▶ **What you will do**:
Print the following entries without any change.

▶ **The records**:

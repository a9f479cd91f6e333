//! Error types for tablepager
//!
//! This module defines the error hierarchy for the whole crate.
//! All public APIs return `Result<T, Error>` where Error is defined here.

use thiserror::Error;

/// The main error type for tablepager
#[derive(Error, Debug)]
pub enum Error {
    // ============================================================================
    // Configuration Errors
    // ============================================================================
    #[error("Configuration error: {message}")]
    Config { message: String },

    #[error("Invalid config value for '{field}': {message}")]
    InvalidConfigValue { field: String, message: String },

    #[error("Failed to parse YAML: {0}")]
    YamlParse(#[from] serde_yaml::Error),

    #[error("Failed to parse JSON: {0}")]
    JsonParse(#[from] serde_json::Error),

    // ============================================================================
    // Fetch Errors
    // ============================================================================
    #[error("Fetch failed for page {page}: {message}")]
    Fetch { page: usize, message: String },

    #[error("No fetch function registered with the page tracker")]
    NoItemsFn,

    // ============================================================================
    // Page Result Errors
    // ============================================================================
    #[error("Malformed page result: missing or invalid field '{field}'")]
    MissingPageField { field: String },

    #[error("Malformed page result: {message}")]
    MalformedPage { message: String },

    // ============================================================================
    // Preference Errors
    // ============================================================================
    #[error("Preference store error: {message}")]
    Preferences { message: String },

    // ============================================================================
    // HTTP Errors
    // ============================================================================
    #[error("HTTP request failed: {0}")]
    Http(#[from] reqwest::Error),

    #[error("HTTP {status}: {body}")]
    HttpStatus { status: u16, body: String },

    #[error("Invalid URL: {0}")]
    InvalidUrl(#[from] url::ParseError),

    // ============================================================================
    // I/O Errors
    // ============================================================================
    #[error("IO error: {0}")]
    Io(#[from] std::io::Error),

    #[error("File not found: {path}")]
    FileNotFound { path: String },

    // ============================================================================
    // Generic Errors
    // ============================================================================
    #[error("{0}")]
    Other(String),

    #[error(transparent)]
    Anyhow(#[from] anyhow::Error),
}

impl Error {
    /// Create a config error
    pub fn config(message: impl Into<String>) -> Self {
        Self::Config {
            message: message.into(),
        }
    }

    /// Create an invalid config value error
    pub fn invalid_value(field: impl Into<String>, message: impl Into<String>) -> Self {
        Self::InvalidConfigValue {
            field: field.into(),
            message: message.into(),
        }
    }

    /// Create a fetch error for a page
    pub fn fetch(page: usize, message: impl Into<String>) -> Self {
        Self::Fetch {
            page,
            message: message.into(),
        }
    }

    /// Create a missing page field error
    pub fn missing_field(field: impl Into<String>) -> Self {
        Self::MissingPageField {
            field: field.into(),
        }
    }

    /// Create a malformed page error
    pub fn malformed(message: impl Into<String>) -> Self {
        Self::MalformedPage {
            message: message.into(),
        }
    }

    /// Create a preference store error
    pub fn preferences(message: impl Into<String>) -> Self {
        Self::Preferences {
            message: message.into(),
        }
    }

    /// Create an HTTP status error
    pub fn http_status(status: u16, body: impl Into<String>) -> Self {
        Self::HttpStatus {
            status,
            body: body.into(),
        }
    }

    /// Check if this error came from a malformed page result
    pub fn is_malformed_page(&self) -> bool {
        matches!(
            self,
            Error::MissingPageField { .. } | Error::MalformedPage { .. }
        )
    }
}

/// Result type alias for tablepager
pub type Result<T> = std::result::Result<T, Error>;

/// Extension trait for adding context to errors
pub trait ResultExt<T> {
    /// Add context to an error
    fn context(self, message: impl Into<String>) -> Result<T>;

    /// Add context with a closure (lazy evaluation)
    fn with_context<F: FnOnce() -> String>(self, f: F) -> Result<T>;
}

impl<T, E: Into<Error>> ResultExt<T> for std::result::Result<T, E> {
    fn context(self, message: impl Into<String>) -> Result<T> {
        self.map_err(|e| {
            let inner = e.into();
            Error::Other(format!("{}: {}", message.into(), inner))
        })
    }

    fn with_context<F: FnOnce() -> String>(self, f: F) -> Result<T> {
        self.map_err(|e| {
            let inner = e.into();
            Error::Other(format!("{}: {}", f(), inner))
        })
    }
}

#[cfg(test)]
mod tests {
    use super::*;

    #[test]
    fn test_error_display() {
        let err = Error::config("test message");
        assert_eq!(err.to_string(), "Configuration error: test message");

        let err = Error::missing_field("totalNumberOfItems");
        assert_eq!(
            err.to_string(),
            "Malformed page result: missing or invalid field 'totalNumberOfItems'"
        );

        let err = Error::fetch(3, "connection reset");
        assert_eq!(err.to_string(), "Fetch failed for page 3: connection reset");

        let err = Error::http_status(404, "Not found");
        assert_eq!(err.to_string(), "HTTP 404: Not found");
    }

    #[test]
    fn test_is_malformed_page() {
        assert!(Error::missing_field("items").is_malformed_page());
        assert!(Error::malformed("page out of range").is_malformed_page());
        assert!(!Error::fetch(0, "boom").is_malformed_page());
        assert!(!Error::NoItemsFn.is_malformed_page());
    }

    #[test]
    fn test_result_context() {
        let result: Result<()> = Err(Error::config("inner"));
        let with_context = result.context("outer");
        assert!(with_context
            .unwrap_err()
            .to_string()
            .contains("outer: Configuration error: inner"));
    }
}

▶ **Result of the exercise**:
repository a9f479cd91f6e333
//! Error types for tablepager
//!
//! This module defines the error hierarchy for the whole crate.
//! All public APIs return `Result<T, Error>` where Error is defined here.

use thiserror::Error;

/// The main error type for tablepager
#[derive(Error, Debug)]
pub enum Error {
    // ============================================================================
    // Configuration Errors
    // ============================================================================
    #[error("Configuration error: {message}")]
    Config { message: String },

    #[error("Invalid config value for '{field}': {message}")]
    InvalidConfigValue { field: String, message: String },

    #[error("Failed to parse YAML: {0}")]
    YamlParse(#[from] serde_yaml::Error),

    #[error("Failed to parse JSON: {0}")]
    JsonParse(#[from] serde_json::Error),

    // ============================================================================
    // Fetch Errors
    // ============================================================================
    #[error("Fetch failed for page {page}: {message}")]
    Fetch { page: usize, message: String },

    #[error("No fetch function registered with the page tracker")]
    NoItemsFn,

    // ============================================================================
    // Page Result Errors
    // ============================================================================
    #[error("Malformed page result: missing or invalid field '{field}'")]
    MissingPageField { field: String },

    #[error("Malformed page result: {message}")]
    MalformedPage { message: String },

    // ============================================================================
    // Preference Errors
    // ============================================================================
    #[error("Preference store error: {message}")]
    Preferences { message: String },

    // ============================================================================
    // HTTP Errors
    // ============================================================================
    #[error("HTTP request failed: {0}")]
    Http(#[from] reqwest::Error),

    #[error("HTTP {status}: {body}")]
    HttpStatus { status: u16, body: String },

    #[error("Invalid URL: {0}")]
    InvalidUrl(#[from] url::ParseError),

    // ============================================================================
    // I/O Errors
    // ============================================================================
    #[error("IO error: {0}")]
    Io(#[from] std::io::Error),

    #[error("File not found: {path}")]
    FileNotFound { path: String },

    // ============================================================================
    // Generic Errors
    // ============================================================================
    #[error("{0}")]
    Other(String),

    #[error(transparent)]
    Anyhow(#[from] anyhow::Error),
}

impl Error {
    /// Create a config error
    pub fn config(message: impl Into<String>) -> Self {
        Self::Config {
            message: message.into(),
        }
    }

    /// Create an invalid config value error
    pub fn invalid_value(field: impl Into<String>, message: impl Into<String>) -> Self {
        Self::InvalidConfigValue {
            field: field.into(),
            message: message.into(),
        }
    }

    /// Create a fetch error for a page
    pub fn fetch(page: usize, message: impl Into<String>) -> Self {
        Self::Fetch {
            page,
            message: message.into(),
        }
    }

    /// Create a missing page field error
    pub fn missing_field(field: impl Into<String>) -> Self {
        Self::MissingPageField {
            field: field.into(),
        }
    }

    /// Create a malformed page error
    pub fn malformed(message: impl Into<String>) -> Self {
        Self::MalformedPage {
            message: message.into(),
        }
    }

    /// Create a preference store error
    pub fn preferences(message: impl Into<String>) -> Self {
        Self::Preferences {
            message: message.into(),
        }
    }

    /// Create an HTTP status error
    pub fn http_status(status: u16, body: impl Into<String>) -> Self {
        Self::HttpStatus {
            status,
            body: body.into(),
        }
    }

    /// Check if this error came from a malformed page result
    pub fn is_malformed_page(&self) -> bool {
        matches!(
            self,
            Error::MissingPageField { .. } | Error::MalformedPage { .. }
        )
    }
}

/// Result type alias for tablepager
pub type Result<T> = std::result::Result<T, Error>;

/// Extension trait for adding context to errors
pub trait ResultExt<T> {
    /// Add context to an error
    fn context(self, message: impl Into<String>) -> Result<T>;

    /// Add context with a closure (lazy evaluation)
    fn with_context<F: FnOnce() -> String>(self, f: F) -> Result<T>;
}

impl<T, E: Into<Error>> ResultExt<T> for std::result::Result<T, E> {
    fn context(self, message: impl Into<String>) -> Result<T> {
        self.map_err(|e| {
            let inner = e.into();
            Error::Other(format!("{}: {}", message.into(), inner))
        })
    }

    fn with_context<F: FnOnce() -> String>(self, f: F) -> Result<T> {
        self.map_err(|e| {
            let inner = e.into();
            Error::Other(format!("{}: {}", f(), inner))
        })
    }
}

#[cfg(test)]
mod tests {
    use super::*;

    #[test]
    fn test_error_display() {
        let err = Error::config("test message");
        assert_eq!(err.to_string(), "Configuration error: test message");

        let err = Error::missing_field("totalNumberOfItems");
        assert_eq!(
            err.to_string(),
            "Malformed page result: missing or invalid field 'totalNumberOfItems'"
        );

        let err = Error::fetch(3, "connection reset");
        assert_eq!(err.to_string(), "Fetch failed for page 3: connection reset");

        let err = Error::http_status(404, "Not found");
        assert_eq!(err.to_string(), "HTTP 404: Not found");
    }

    #[test]
    fn test_is_malformed_page() {
        assert!(Error::missing_field("items").is_malformed_page());
        assert!(Error::malformed("page out of range").is_malformed_page());
        assert!(!Error::fetch(0, "boom").is_malformed_page());
        assert!(!Error::NoItemsFn.is_malformed_page());
    }

    #[test]
    fn test_result_context() {
        let result: Result<()> = Err(Error::config("inner"));
        let with_context = result.context("outer");
        assert!(with_context
            .unwrap_err()
            .to_string()
            .contains("outer: Configuration error: inner"));
    }
}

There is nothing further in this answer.